Miguel Antonio Matos (born September 1, 1983), known professionally as Antonio Fresco, is an American DJ, record producer and radio personality. He is an Afro-Latino of Dominican & Puerto Rican descent.

Career
Fresco is a former radio personality and DJ for top rhythmic radio station, 97.9 The Beat in Dallas, Texas. During his tenure at the radio station, Antonio has interviewed many notable acts such as rappers Nelly, B.o.B., and former girl group, OMG Girlz. While he was living in Dallas, and on the air, he used the name M-Squared. In November 2011, Fresco produced and hosted a cypher called M-Squared Presents The Understanding – DFW Cypher that featured himself and 6 musical artist, including B-Hamp, from the Dallas Fort Worth area. The music video of the cypher was featured in Dallas area publication, D Magazine. In April 2014, he was voted Best DJ by Dallas Weekly.

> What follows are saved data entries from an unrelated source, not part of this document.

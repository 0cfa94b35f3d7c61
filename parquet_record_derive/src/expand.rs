use proc_macro::TokenStream;
use quote::quote;
use syn::{parse_macro_input, Attribute, Data, DeriveInput, Fields, Index, Lit, Meta, NestedMeta, Type};

/// One struct field, however it's accessed (`self.name` for a named field, `self.0` for a
/// tuple field) and whatever name the Schema Compiler should know it by (the identifier's
/// text, or the tuple position stringified, matching `record_persist_derive`'s own
/// `format!("{}_{}", prefix, index)` positional naming for `Fields::Unnamed`).
struct FieldInfo<'a> {
    access: proc_macro2::TokenStream,
    name: String,
    ty: &'a Type,
    attrs: FieldAttributes,
}

pub fn derive_record(input: TokenStream) -> TokenStream {
    let input = parse_macro_input!(input as DeriveInput);
    let name = &input.ident;

    let data = match &input.data {
        Data::Struct(data) => data,
        _ => {
            return syn::Error::new_spanned(name, "Record can only be derived for structs")
                .to_compile_error()
                .into()
        }
    };

    let fields: Vec<FieldInfo> = match &data.fields {
        Fields::Named(fields) => fields
            .named
            .iter()
            .map(|f| {
                let ident = f.ident.as_ref().expect("named field");
                FieldInfo { access: quote! { #ident }, name: ident.to_string(), ty: &f.ty, attrs: parse_field_attributes(&f.attrs) }
            })
            .collect(),
        Fields::Unnamed(fields) => fields
            .unnamed
            .iter()
            .enumerate()
            .map(|(i, f)| {
                let index = Index::from(i);
                FieldInfo { access: quote! { #index }, name: i.to_string(), ty: &f.ty, attrs: parse_field_attributes(&f.attrs) }
            })
            .collect(),
        Fields::Unit => {
            return syn::Error::new_spanned(name, "Record cannot be derived for a unit struct")
                .to_compile_error()
                .into()
        }
    };
    let is_tuple = matches!(&data.fields, Fields::Unnamed(_));

    let descriptor_entries = fields.iter().map(|f| {
        let field_name = &f.name;
        let ty = f.ty;
        let alias = match &f.attrs.alias {
            Some(a) => quote! { Some(#a.to_string()) },
            None => quote! { None },
        };
        let not_null = f.attrs.not_null;
        let field_id = match f.attrs.field_id {
            Some(id) => quote! { Some(#id) },
            None => quote! { None },
        };
        quote! {
            ::parquet_record::FieldDescriptor::new(#field_name, <#ty as ::parquet_record::ParquetField>::describe(false))
                .with_alias(#alias)
                .with_not_null(#not_null)
                .with_field_id(#field_id)
        }
    });

    let append_stmts = fields.iter().map(|f| {
        let access = &f.access;
        quote! {
            self.#access.append(asm, def_level, rep_level)?;
        }
    });

    let leaf_count_terms = fields.iter().map(|f| {
        let ty = f.ty;
        quote! { <#ty as ::parquet_record::ParquetField>::leaf_count() }
    });

    let from_value_exprs: Vec<_> = fields
        .iter()
        .enumerate()
        .map(|(i, f)| {
            let ty = f.ty;
            quote! { ::parquet_record::materializer::materialize_field::<#ty>(value, &projected.fields[#i])? }
        })
        .collect();

    let default_exprs: Vec<_> = fields
        .iter()
        .map(|f| {
            let ty = f.ty;
            quote! { <#ty as ::parquet_record::ParquetField>::default_for_absent()? }
        })
        .collect();

    let (from_value_body, default_body) = if is_tuple {
        (quote! { Self( #(#from_value_exprs),* ) }, quote! { Self( #(#default_exprs),* ) })
    } else {
        let idents: Vec<_> = fields.iter().map(|f| &f.access).collect();
        (
            quote! { Self { #(#idents: #from_value_exprs),* } },
            quote! { Self { #(#idents: #default_exprs),* } },
        )
    };

    let container_attrs = parse_container_attributes(&input.attrs);
    let table_name = container_attrs.table.unwrap_or_else(|| to_snake_case(&name.to_string()));

    let record_name = name.to_string();

    let expanded = quote! {
        impl ::parquet_record::ParquetField for #name {
            fn describe(nullable: bool) -> ::parquet_record::TypeDescriptor {
                ::parquet_record::TypeDescriptor::Record {
                    name: #record_name.to_string(),
                    fields: vec![ #(#descriptor_entries),* ],
                    nullable,
                }
            }

            fn append(&self, asm: &mut ::parquet_record::assembler::RecordAssembler, def_level: i16, rep_level: i16) -> ::parquet_record::Result<()> {
                #(#append_stmts)*
                Ok(())
            }

            fn leaf_count() -> usize {
                0 #(+ #leaf_count_terms)*
            }

            fn from_value(value: &::parquet_record::materializer::Value, plan: &::parquet_record::schema::FieldPlan) -> ::parquet_record::Result<Self> {
                let ::parquet_record::schema::FieldPlan::Record(projected) = plan else {
                    return Err(::parquet_record::PersistError::Other(format!("expected a Record field plan for {}", #record_name)));
                };
                Ok(#from_value_body)
            }

            fn default_for_absent() -> ::parquet_record::Result<Self> {
                Ok(#default_body)
            }
        }

        impl ::parquet_record::Record for #name {
            fn table_name() -> &'static str {
                #table_name
            }
        }
    };

    TokenStream::from(expanded)
}

struct FieldAttributes {
    alias: Option<String>,
    not_null: bool,
    field_id: Option<i32>,
}

struct ContainerAttributes {
    table: Option<String>,
}

/// Parses `#[parquet(alias = "...", id = N, not_null)]` off a struct field, in the same
/// `parse_meta`/`NestedMeta` style the teacher's `parse_persist_attributes` uses.
fn parse_field_attributes(attrs: &[Attribute]) -> FieldAttributes {
    let mut result = FieldAttributes { alias: None, not_null: false, field_id: None };

    for attr in attrs {
        if !attr.path.is_ident("parquet") {
            continue;
        }
        let Ok(Meta::List(meta_list)) = attr.parse_meta() else { continue };
        for nested_meta in meta_list.nested {
            match nested_meta {
                NestedMeta::Meta(Meta::NameValue(nv)) => {
                    if nv.path.is_ident("alias") {
                        if let Lit::Str(lit_str) = &nv.lit {
                            result.alias = Some(lit_str.value());
                        }
                    } else if nv.path.is_ident("id") {
                        if let Lit::Int(lit_int) = &nv.lit {
                            result.field_id = lit_int.base10_parse::<i32>().ok();
                        }
                    }
                }
                NestedMeta::Meta(Meta::Path(path)) => {
                    if path.is_ident("not_null") {
                        result.not_null = true;
                    }
                }
                _ => {}
            }
        }
    }

    result
}

/// Parses `#[parquet(table = "...")]` off the struct itself.
fn parse_container_attributes(attrs: &[Attribute]) -> ContainerAttributes {
    let mut result = ContainerAttributes { table: None };

    for attr in attrs {
        if !attr.path.is_ident("parquet") {
            continue;
        }
        let Ok(Meta::List(meta_list)) = attr.parse_meta() else { continue };
        for nested_meta in meta_list.nested {
            if let NestedMeta::Meta(Meta::NameValue(nv)) = nested_meta {
                if nv.path.is_ident("table") {
                    if let Lit::Str(lit_str) = &nv.lit {
                        result.table = Some(lit_str.value());
                    }
                }
            }
        }
    }

    result
}

/// Compile-time duplicate of `config::to_snake_case`: macro expansion runs before the crate
/// it's attached to is compiled, so it can't call into `parquet_record` for this.
fn to_snake_case(name: &str) -> String {
    let mut out = String::with_capacity(name.len() + 4);
    for (i, ch) in name.char_indices() {
        if ch.is_uppercase() {
            if i != 0 {
                out.push('_');
            }
            out.extend(ch.to_lowercase());
        } else {
            out.push(ch);
        }
    }
    out
}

Fresco joined singer Jonn Hart and producer Clayton William to release a trap song called Blow It. Blow It was re-released under the artist name Hella Louud (group made up of Hart and William) featuring Antonio Fresco.

In 2016, Fresco released the song Light It Up, which was his only official release of the year. The song was in the style of Melbourne bounce, which is a sub-genre of Electro house. Later that year, in August 2016, Fresco did an unofficial remix of Calvin Harris's and Rihanna's song This Is What You Came For.

In June 2017, Fresco collaborated with singer Kennis Clark to release the song Bout Time. The music video, directed by Prince Domonick, was done in collaboration with the New York Film Academy as one of their Industry Lab projects. His song After Party came later that year, followed by Lose Myself, which is a song that has dance pop and dancehall influences.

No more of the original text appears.